[Saved entries]
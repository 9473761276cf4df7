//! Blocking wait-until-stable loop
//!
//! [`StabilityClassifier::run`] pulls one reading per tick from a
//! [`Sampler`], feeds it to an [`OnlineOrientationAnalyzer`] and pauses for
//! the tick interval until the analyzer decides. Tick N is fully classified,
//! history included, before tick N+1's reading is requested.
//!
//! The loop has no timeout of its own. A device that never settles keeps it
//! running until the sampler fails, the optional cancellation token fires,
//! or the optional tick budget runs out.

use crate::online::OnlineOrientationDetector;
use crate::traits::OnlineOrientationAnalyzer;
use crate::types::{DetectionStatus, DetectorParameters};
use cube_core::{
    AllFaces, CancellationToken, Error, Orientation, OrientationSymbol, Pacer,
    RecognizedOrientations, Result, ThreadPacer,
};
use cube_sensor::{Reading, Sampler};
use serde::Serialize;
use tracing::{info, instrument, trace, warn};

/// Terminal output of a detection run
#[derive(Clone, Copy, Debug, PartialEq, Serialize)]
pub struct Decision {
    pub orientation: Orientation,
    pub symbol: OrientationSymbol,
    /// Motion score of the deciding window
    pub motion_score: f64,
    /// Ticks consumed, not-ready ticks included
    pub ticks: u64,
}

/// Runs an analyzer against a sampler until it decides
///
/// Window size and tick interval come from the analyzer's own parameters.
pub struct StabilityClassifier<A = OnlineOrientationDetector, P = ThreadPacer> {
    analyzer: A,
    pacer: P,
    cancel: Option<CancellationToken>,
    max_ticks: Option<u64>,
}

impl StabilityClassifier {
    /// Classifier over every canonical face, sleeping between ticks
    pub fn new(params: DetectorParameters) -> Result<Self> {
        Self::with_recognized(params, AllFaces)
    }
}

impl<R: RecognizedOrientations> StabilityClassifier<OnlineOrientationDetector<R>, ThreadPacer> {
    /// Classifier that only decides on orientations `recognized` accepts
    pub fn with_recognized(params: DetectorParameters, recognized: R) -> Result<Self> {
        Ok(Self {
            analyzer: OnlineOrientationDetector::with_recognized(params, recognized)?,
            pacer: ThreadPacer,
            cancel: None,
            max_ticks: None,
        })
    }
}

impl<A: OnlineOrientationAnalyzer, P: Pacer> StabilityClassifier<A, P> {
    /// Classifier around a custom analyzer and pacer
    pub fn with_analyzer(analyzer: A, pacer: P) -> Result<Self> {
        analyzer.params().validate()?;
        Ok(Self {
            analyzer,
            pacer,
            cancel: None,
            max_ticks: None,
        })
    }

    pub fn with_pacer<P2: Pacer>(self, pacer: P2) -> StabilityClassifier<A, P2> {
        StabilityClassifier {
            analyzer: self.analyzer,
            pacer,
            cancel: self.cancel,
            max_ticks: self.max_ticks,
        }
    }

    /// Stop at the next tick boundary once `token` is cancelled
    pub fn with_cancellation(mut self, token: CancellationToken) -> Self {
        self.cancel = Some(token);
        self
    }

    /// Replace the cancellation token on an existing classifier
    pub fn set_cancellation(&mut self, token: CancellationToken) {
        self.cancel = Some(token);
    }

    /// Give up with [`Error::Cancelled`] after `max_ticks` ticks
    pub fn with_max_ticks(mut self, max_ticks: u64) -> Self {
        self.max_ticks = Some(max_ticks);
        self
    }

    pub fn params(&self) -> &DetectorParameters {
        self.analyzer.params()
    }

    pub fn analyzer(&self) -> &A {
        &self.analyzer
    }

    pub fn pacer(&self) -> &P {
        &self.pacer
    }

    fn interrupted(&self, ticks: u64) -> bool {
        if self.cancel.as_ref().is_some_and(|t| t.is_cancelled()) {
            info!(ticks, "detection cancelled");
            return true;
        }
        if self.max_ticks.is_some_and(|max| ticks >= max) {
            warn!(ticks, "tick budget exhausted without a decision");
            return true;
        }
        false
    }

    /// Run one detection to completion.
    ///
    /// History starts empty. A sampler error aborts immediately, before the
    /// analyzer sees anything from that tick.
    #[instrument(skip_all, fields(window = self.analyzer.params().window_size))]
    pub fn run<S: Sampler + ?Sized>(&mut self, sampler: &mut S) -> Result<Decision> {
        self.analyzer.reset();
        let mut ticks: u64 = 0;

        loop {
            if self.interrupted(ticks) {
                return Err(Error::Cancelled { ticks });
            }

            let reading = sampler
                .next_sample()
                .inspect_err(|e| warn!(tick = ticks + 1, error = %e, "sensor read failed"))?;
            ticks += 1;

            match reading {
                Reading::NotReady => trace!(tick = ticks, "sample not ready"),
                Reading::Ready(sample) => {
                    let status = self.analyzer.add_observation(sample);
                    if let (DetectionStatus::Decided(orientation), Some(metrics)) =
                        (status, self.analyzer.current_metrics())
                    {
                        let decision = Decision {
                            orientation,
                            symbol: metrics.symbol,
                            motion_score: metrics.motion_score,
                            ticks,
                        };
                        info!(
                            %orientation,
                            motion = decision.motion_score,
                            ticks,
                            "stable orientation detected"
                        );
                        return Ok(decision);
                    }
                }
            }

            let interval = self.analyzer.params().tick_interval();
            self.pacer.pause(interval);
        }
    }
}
--
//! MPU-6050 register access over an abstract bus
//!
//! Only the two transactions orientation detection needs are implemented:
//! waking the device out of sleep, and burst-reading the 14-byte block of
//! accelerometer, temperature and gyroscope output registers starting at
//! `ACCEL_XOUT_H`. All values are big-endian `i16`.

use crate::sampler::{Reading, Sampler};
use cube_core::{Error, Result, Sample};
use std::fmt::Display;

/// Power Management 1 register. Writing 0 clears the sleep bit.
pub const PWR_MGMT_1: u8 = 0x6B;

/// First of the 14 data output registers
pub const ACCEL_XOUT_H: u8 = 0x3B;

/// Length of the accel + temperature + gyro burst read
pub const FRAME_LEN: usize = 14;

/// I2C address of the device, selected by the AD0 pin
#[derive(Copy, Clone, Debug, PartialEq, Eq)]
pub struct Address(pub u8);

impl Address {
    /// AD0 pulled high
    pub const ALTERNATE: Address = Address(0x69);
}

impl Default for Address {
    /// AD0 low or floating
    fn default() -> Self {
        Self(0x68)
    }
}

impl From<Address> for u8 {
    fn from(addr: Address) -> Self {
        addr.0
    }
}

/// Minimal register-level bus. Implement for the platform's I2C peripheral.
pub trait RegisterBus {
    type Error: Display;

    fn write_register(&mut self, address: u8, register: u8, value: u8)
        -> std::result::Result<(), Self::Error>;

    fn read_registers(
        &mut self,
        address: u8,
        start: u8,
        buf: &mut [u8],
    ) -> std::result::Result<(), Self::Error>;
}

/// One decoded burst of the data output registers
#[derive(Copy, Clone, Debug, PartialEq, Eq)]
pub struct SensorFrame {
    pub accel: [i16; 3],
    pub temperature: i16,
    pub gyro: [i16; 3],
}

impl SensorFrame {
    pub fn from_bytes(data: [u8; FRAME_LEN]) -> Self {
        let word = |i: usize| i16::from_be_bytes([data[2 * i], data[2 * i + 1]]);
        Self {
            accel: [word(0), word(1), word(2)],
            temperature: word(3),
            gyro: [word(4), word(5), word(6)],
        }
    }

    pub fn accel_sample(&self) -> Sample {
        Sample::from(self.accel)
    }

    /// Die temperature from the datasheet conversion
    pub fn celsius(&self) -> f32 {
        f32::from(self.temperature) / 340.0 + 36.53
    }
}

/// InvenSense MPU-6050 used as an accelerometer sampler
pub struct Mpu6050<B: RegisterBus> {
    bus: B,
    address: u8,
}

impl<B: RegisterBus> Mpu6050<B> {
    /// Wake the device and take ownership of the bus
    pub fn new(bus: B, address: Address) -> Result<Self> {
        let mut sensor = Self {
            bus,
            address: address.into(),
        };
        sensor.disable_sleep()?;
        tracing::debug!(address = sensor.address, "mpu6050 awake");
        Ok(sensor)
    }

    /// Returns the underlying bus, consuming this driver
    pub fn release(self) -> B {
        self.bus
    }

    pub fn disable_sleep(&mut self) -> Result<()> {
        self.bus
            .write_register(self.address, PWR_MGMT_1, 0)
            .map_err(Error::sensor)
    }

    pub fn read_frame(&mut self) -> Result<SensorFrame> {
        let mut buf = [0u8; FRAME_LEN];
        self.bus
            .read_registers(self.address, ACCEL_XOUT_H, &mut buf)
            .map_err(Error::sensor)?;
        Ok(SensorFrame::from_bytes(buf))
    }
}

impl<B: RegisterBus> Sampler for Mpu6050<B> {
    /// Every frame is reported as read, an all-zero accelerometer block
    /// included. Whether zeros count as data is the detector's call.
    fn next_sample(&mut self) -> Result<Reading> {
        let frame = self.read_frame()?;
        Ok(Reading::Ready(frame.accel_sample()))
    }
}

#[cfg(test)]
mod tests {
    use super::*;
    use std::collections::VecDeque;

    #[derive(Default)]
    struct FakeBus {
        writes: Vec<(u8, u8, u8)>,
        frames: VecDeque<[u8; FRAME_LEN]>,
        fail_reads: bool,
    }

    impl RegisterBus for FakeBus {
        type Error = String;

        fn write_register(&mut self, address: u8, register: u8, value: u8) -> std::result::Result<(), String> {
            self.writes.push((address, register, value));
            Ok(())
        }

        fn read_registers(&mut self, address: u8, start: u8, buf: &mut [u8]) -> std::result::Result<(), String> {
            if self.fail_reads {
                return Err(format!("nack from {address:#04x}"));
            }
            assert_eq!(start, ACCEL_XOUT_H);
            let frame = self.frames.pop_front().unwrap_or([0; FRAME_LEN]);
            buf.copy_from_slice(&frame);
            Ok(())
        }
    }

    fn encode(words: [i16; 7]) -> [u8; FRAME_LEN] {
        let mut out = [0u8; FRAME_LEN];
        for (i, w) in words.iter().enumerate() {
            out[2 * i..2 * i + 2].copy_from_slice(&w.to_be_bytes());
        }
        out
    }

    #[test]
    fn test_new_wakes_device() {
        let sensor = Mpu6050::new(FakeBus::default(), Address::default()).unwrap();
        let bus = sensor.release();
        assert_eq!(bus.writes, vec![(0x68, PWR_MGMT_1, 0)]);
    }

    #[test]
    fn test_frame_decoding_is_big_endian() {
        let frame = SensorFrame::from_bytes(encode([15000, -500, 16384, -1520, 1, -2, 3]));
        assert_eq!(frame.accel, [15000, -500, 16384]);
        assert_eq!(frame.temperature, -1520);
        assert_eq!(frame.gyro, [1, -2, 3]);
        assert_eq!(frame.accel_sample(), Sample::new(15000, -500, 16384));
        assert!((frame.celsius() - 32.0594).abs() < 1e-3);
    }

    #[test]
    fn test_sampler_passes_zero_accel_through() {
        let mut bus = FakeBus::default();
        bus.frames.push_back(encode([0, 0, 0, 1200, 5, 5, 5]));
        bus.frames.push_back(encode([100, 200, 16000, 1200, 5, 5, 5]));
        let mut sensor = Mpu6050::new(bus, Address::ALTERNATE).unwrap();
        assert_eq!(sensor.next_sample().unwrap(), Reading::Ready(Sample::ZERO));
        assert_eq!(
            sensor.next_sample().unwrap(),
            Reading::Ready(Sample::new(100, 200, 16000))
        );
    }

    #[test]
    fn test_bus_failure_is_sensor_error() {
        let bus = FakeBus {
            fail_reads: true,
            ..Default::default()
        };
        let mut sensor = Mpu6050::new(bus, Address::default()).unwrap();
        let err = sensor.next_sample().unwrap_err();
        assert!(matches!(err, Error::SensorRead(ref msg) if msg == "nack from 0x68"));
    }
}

Exercise prompt — Return the span of lines in the data above that opens at the line with "repository 9473761276cf4df7" and closes at the line with "analyzer's own parameters.", exactly, ends included, nothing else.

Reply —
repository 9473761276cf4df7
//! Blocking wait-until-stable loop
//!
//! [`StabilityClassifier::run`] pulls one reading per tick from a
//! [`Sampler`], feeds it to an [`OnlineOrientationAnalyzer`] and pauses for
//! the tick interval until the analyzer decides. Tick N is fully classified,
//! history included, before tick N+1's reading is requested.
//!
//! The loop has no timeout of its own. A device that never settles keeps it
//! running until the sampler fails, the optional cancellation token fires,
//! or the optional tick budget runs out.

use crate::online::OnlineOrientationDetector;
use crate::traits::OnlineOrientationAnalyzer;
use crate::types::{DetectionStatus, DetectorParameters};
use cube_core::{
    AllFaces, CancellationToken, Error, Orientation, OrientationSymbol, Pacer,
    RecognizedOrientations, Result, ThreadPacer,
};
use cube_sensor::{Reading, Sampler};
use serde::Serialize;
use tracing::{info, instrument, trace, warn};

/// Terminal output of a detection run
#[derive(Clone, Copy, Debug, PartialEq, Serialize)]
pub struct Decision {
    pub orientation: Orientation,
    pub symbol: OrientationSymbol,
    /// Motion score of the deciding window
    pub motion_score: f64,
    /// Ticks consumed, not-ready ticks included
    pub ticks: u64,
}

/// Runs an analyzer against a sampler until it decides
///
/// Window size and tick interval come from the analyzer's own parameters.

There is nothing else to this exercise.